**Work instruction**
Filter the data for "children" and copy matching lines.

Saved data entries
-- Opening Marker --
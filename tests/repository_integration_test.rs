// ==========================================
// Repository 层集成测试
// ==========================================
// 测试目标: 跨仓储验证软删除可见性、结构往返、证书替换与排序保证
// ==========================================

mod helpers;

use cfp_traceability::domain::types::{CfpType, StatusTarget};
use cfp_traceability::domain::{PartsFilter, TradeRequest};
use cfp_traceability::logging;
use cfp_traceability::repository::{
    CfpRepository, Datastore, PartsRepository, PartsStructureRepository, RequestStatusRepository,
    TradeRepository,
};
use helpers::test_data_builder::{CfpBuilder, PartBuilder, RequestStatusBuilder, TradeBuilder};
use rusqlite::params;
use uuid::Uuid;

// ==========================================
// 测试用例
// ==========================================

#[test]
fn test_structure_round_trip_with_generated_uuids() {
    logging::init_test();
    let store = test_helpers::create_test_datastore();
    let structure_repo = PartsStructureRepository::new(store.clone());
    let parts_repo = PartsRepository::new(store.clone());

    let operator = Uuid::new_v4();
    let plant = Uuid::new_v4();

    // 父件与子件的 trace_id 均为 nil, 由 put_structure 生成
    let parent = PartBuilder::new("B01").operator(operator).plant(plant).build();
    let children = vec![PartBuilder::new("B01-1")
        .operator(operator)
        .plant(plant)
        .support_parts_name("sub-assy")
        .build()];

    let stored = structure_repo.put_structure(&parent, &children).unwrap();
    assert!(!stored.parent.trace_id.is_nil());
    assert!(!stored.children[0].trace_id.is_nil());

    // 两条 parts 行
    assert_eq!(parts_repo.count_by_operator_id(&operator).unwrap(), 2);

    // 两条构成边: 父件根边 (parent → nil) 与子边 (child → parent)
    let root_edge = structure_repo
        .find_edge_by_trace_id(&stored.parent.trace_id)
        .unwrap();
    assert_eq!(root_edge.parent_trace_id, Uuid::nil());

    let child_edge = structure_repo
        .find_edge_by_trace_id(&stored.children[0].trace_id)
        .unwrap();
    assert_eq!(child_edge.parent_trace_id, stored.parent.trace_id);

    // 结构往返: 读回的父件与子件集合与输入一致
    let structure = structure_repo
        .find_structure(&stored.parent.trace_id, &operator)
        .unwrap();
    assert_eq!(structure.parent.trace_id, stored.parent.trace_id);
    assert_eq!(structure.parent.parts_name, "B01");
    assert_eq!(structure.children.len(), 1);
    assert_eq!(structure.children[0].parts_name, "B01-1");

    // 根零件过滤: parent_flag=true 只返回 B01
    let roots = parts_repo
        .find_by_filter(&PartsFilter {
            operator_id: operator,
            parent_flag: Some(true),
            ..Default::default()
        })
        .unwrap();
    assert_eq!(roots.len(), 1);
    assert_eq!(roots[0].trace_id, stored.parent.trace_id);
}

#[test]
fn test_empty_cfp_batch_rejected_with_exact_message() {
    let store = test_helpers::create_test_datastore();
    let cfp_repo = CfpRepository::new(store.clone());

    let err = cfp_repo.batch_create(&[]).unwrap_err();
    assert_eq!(err.to_string(), "cfp entities is empty");

    // 无任何行写入
    let conn = store.connection();
    let guard = conn.lock().unwrap();
    let count: i64 = guard
        .query_row("SELECT COUNT(*) FROM cfp_infomation", [], |row| row.get(0))
        .unwrap();
    assert_eq!(count, 0);
}

#[test]
fn test_certificate_replacement_leaves_exactly_input_rows() {
    let store = test_helpers::create_test_datastore();
    let cfp_repo = CfpRepository::new(store.clone());

    let mut cfp = CfpBuilder::new(CfpType::PreProduction)
        .certificates(&["u1", "u2"])
        .build();
    cfp_repo.batch_create(&[cfp.clone()]).unwrap();
    cfp_repo.put(&cfp).unwrap();

    cfp.certificates = vec!["v1".to_string(), "v2".to_string(), "v3".to_string()];
    cfp_repo.put(&cfp).unwrap();

    let stored = cfp_repo.find_by_key(&cfp.cfp_id, CfpType::PreProduction).unwrap();
    assert_eq!(stored.certificates, vec!["v1", "v2", "v3"]);

    // 旧 URL 无残留, 新行恰好 N 条且编号 1..N
    let conn = store.connection();
    let guard = conn.lock().unwrap();
    let remaining_old: i64 = guard
        .query_row(
            "SELECT COUNT(*) FROM cfp_certificates WHERE url IN ('u1', 'u2')",
            [],
            |row| row.get(0),
        )
        .unwrap();
    assert_eq!(remaining_old, 0);

    let indices: Vec<i64> = guard
        .prepare("SELECT cert_index FROM cfp_certificates WHERE cfp_id = ?1 ORDER BY cert_index")
        .unwrap()
        .query_map(params![cfp.cfp_id.to_string()], |row| row.get(0))
        .unwrap()
        .collect::<Result<Vec<_>, _>>()
        .unwrap();
    assert_eq!(indices, vec![1, 2, 3]);
}

#[test]
fn test_cfp_listing_ordered_by_updated_at_desc() {
    let store = test_helpers::create_test_datastore();
    let cfp_repo = CfpRepository::new(store);

    let trace = Uuid::new_v4();
    let older = CfpBuilder::new(CfpType::PreProduction)
        .trace(trace)
        .updated_at("2026-01-10 09:00:00")
        .build();
    let middle = CfpBuilder::new(CfpType::MainProduction)
        .trace(trace)
        .updated_at("2026-01-11 09:00:00")
        .build();
    let newest = CfpBuilder::new(CfpType::PreComponent)
        .trace(trace)
        .updated_at("2026-01-12 09:00:00")
        .build();

    cfp_repo
        .batch_create(&[older.clone(), newest.clone(), middle.clone()])
        .unwrap();

    // updated_at 非递增
    let cfps = cfp_repo.list_by_trace_id(&trace).unwrap();
    let ids: Vec<Uuid> = cfps.iter().map(|c| c.cfp_id).collect();
    assert_eq!(ids, vec![newest.cfp_id, middle.cfp_id, older.cfp_id]);
}

#[test]
fn test_soft_deleted_rows_hidden_from_all_reads() {
    let store = test_helpers::create_test_datastore();
    let trade_repo = TradeRepository::new(store.clone());
    let status_repo = RequestStatusRepository::new(store.clone());

    let downstream = Uuid::new_v4();
    let trade = TradeBuilder::new(downstream).build();
    let status = RequestStatusBuilder::new(trade.trade_id).build();
    let pair = trade_repo
        .put_request(&TradeRequest { trade, status })
        .unwrap();

    // 取消 → 两行软删除
    status_repo
        .put_status_cancel(&pair.status.status_id, &downstream)
        .unwrap();

    // 所有读取路径都不可见
    assert!(trade_repo.find_by_trade_id(&pair.trade.trade_id).is_err());
    assert!(trade_repo.find_requests(&downstream, None, &[]).unwrap().is_empty());
    assert!(trade_repo.list_by_operator_id(&downstream).unwrap().is_empty());
    assert_eq!(trade_repo.count_requests(&downstream).unwrap(), 0);
    assert!(status_repo.find_by_trade_id(&pair.trade.trade_id).is_err());
    assert!(status_repo
        .find_status(&downstream, None, None, None, StatusTarget::Any)
        .unwrap()
        .is_empty());
    assert_eq!(
        status_repo
            .count_status(&downstream, None, None, StatusTarget::Any)
            .unwrap(),
        0
    );

    // 物理行仍然存在
    let conn = store.connection();
    let guard = conn.lock().unwrap();
    let physical: i64 = guard
        .query_row(
            "SELECT COUNT(*) FROM trades WHERE trade_id = ?1",
            params![pair.trade.trade_id.to_string()],
            |row| row.get(0),
        )
        .unwrap();
    assert_eq!(physical, 1);
}

#[test]
fn test_trade_status_pairing_and_physical_delete() {
    let store = test_helpers::create_test_datastore();
    let trade_repo = TradeRepository::new(store.clone());
    let status_repo = RequestStatusRepository::new(store.clone());

    let downstream = Uuid::new_v4();
    let trade = TradeBuilder::new(downstream).build();
    let status = RequestStatusBuilder::new(trade.trade_id).build();
    let pair = trade_repo
        .put_request(&TradeRequest { trade, status })
        .unwrap();

    // 成对读取
    let stored_trade = trade_repo.find_by_trade_id(&pair.trade.trade_id).unwrap();
    let stored_status = status_repo.find_by_trade_id(&pair.trade.trade_id).unwrap();
    assert_eq!(stored_status.trade_id, stored_trade.trade_id);
    assert_eq!(stored_status.status_id, pair.status.status_id);

    // 两个仓储各自物理删除后, 均不再返回行
    status_repo.delete_by_trade_id(&pair.trade.trade_id).unwrap();
    trade_repo.delete_by_trade_id(&pair.trade.trade_id).unwrap();

    assert!(trade_repo.find_by_trade_id(&pair.trade.trade_id).is_err());
    assert!(status_repo.find_by_trade_id(&pair.trade.trade_id).is_err());
}

#[test]
fn test_file_backed_database_round_trip() {
    // 文件数据库与内存数据库走同一份 DDL
    let (_temp_file, db_path) = test_helpers::create_test_db().unwrap();

    let store = Datastore::open(&db_path).unwrap();
    let structure_repo = PartsStructureRepository::new(store.clone());
    let parts_repo = PartsRepository::new(store);

    let operator = Uuid::new_v4();
    let parent = PartBuilder::new("B01").operator(operator).build();
    let stored = structure_repo.put_structure(&parent, &[]).unwrap();

    let found = parts_repo.find_by_trace_id(&stored.parent.trace_id).unwrap();
    assert_eq!(found.parts_name, "B01");
}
-- Closing Marker --
**Solved exercise**
    let children = vec![PartBuilder::new("B01-1")
    let stored = structure_repo.put_structure(&parent, &children).unwrap();
    assert!(!stored.children[0].trace_id.is_nil());
        .find_edge_by_trace_id(&stored.children[0].trace_id)
    assert_eq!(structure.children.len(), 1);
    assert_eq!(structure.children[0].parts_name, "B01-1");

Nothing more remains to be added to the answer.